The Obama Democrats are hooked on their need for even more taxes to feed their growing addiction to ever-higher spending. Earlier this year, with strong Democratic support, Congress approved higher income and capital-gains taxes on Americans with incomes of more than $400,000.

The record shows, however, that whenever capital-gains taxes are raised, it brings in less revenue, not more, as investors tend to hold on to stocks and their other assets in order to avoid the larger tax bite. When the rate is cut, they tend to take advantage of the reduction and sell, boosting capital-gains tax revenues.

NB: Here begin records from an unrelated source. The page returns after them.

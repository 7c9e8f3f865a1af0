//! Concrete [`EventSource`](crate::source::EventSource) implementations.
//!
//! The HTTP source is the production transport. Tests drive sessions through in-memory
//! sources instead.
mod http;

pub use http::HttpEventSource;
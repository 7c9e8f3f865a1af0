use std::path::{Path, PathBuf};

use once_cell::sync::OnceCell;
use tracing_subscriber::layer::SubscriberExt as _;
use tracing_subscriber::util::SubscriberInitExt as _;

static INIT: OnceCell<()> = OnceCell::new();

const DEFAULT_LOG_FILE: &str = "agent-stream.logs.jsonl";

/// Logging settings resolved from the environment.
#[derive(Clone, Debug, PartialEq, Eq)]
struct LogSettings {
    enabled: bool,
    filter: Option<String>,
    json_path: Option<PathBuf>,
}

impl LogSettings {
    fn from_lookup(lookup: impl Fn(&str) -> Option<String>) -> Self {
        let enabled = lookup("AGENT_STREAM_OBSERVABILITY_ENABLED")
            .map(|value| parse_bool_env(&value).unwrap_or(true))
            .unwrap_or(true);
        let filter = lookup("AGENT_STREAM_LOG_LEVEL").filter(|v| !v.trim().is_empty());
        let json_path = lookup("AGENT_STREAM_JSON_LOG_PATH")
            .filter(|v| !v.trim().is_empty())
            .map(PathBuf::from);
        Self {
            enabled,
            filter,
            json_path,
        }
    }
}

fn parse_bool_env(value: &str) -> Option<bool> {
    match value.trim().to_ascii_lowercase().as_str() {
        "1" | "true" | "yes" | "on" | "enabled" => Some(true),
        "0" | "false" | "no" | "off" | "disabled" => Some(false),
        _ => None,
    }
}

fn resolve_env_filter(level: Option<&str>) -> tracing_subscriber::EnvFilter {
    if let Some(level) = level
        && let Ok(filter) = tracing_subscriber::EnvFilter::try_new(level)
    {
        return filter;
    }
    tracing_subscriber::EnvFilter::try_from_default_env()
        .unwrap_or_else(|_| tracing_subscriber::EnvFilter::new("info"))
}

fn split_log_path(path: &Path) -> (&Path, &str) {
    let dir = path
        .parent()
        .filter(|p| !p.as_os_str().is_empty())
        .unwrap_or_else(|| Path::new("."));
    let file_name = path
        .file_name()
        .and_then(|n| n.to_str())
        .unwrap_or(DEFAULT_LOG_FILE);
    (dir, file_name)
}

/// Initialize session logging once per process.
///
/// Environment variables:
/// - `AGENT_STREAM_OBSERVABILITY_ENABLED`: optional enable/disable flag (default enabled).
/// - `AGENT_STREAM_LOG_LEVEL`: optional level/filter override (`info`, `debug`, etc.).
/// - `AGENT_STREAM_JSON_LOG_PATH`: optional log file path. If set, logs are JSONL in that file,
///   otherwise they go to stdout in a compact console format.
/// - `RUST_LOG`: fallback filter.
pub fn init_observability() {
    INIT.get_or_init(|| {
        let settings = LogSettings::from_lookup(|key| std::env::var(key).ok());
        if !settings.enabled {
            return;
        }

        let env_filter = resolve_env_filter(settings.filter.as_deref());
        if let Some(path) = settings.json_path {
            let (dir, file_name) = split_log_path(&path);
            let _ = std::fs::create_dir_all(dir);
            let writer = tracing_appender::rolling::never(dir, file_name);
            let json_layer = tracing_subscriber::fmt::layer()
                .json()
                .with_current_span(true)
                .with_span_list(true)
                .with_target(false)
                .with_writer(writer);
            let _ = tracing_subscriber::registry()
                .with(env_filter)
                .with(json_layer)
                .try_init();
        } else {
            let console_layer = tracing_subscriber::fmt::layer()
                .compact()
                .with_target(false)
                .with_writer(std::io::stdout);
            let _ = tracing_subscriber::registry()
                .with(env_filter)
                .with(console_layer)
                .try_init();
        }
    });
}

When President Clinton signed a GOP-passed capital-gains tax cut in 1997, lowering the tax from 28 percent to 20 percent, revenues grew by 18 percent.

“One of the worst things you can tax is capital formation,” says Will McBride, chief economist at the nonpartisan Tax Foundation. “When you increase the capital-gains rate, you increase the tax on using equities to finance investing.”

Raising taxes takes money out of the economy, which, in turn, means slower economic growth that results in higher deficits and more debt.

Mr. Obama and the Democrats are still selling their snake-oil tax remedies, but there are signs that the president is losing the public’s trust on the economy, a Washington Post poll found this week.

He had held a large, 18-percentage point advantage over congressional Republicans on whom Americans trusted more to handle the economy. Now, it’s a nearly even split — 44 percent for the president and 40 percent for the GOP.

The debate over the budget is in its early stages, but the battle lines are tightly drawn on taxes. Mr. Obama has got all the new tax revenue he’s going to get, say House GOP leaders. Any new money must come from tax reform that lowers tax rates to spur stronger economic growth.

Donald Lambro is a syndicated columnist and contributor to The Washington Times.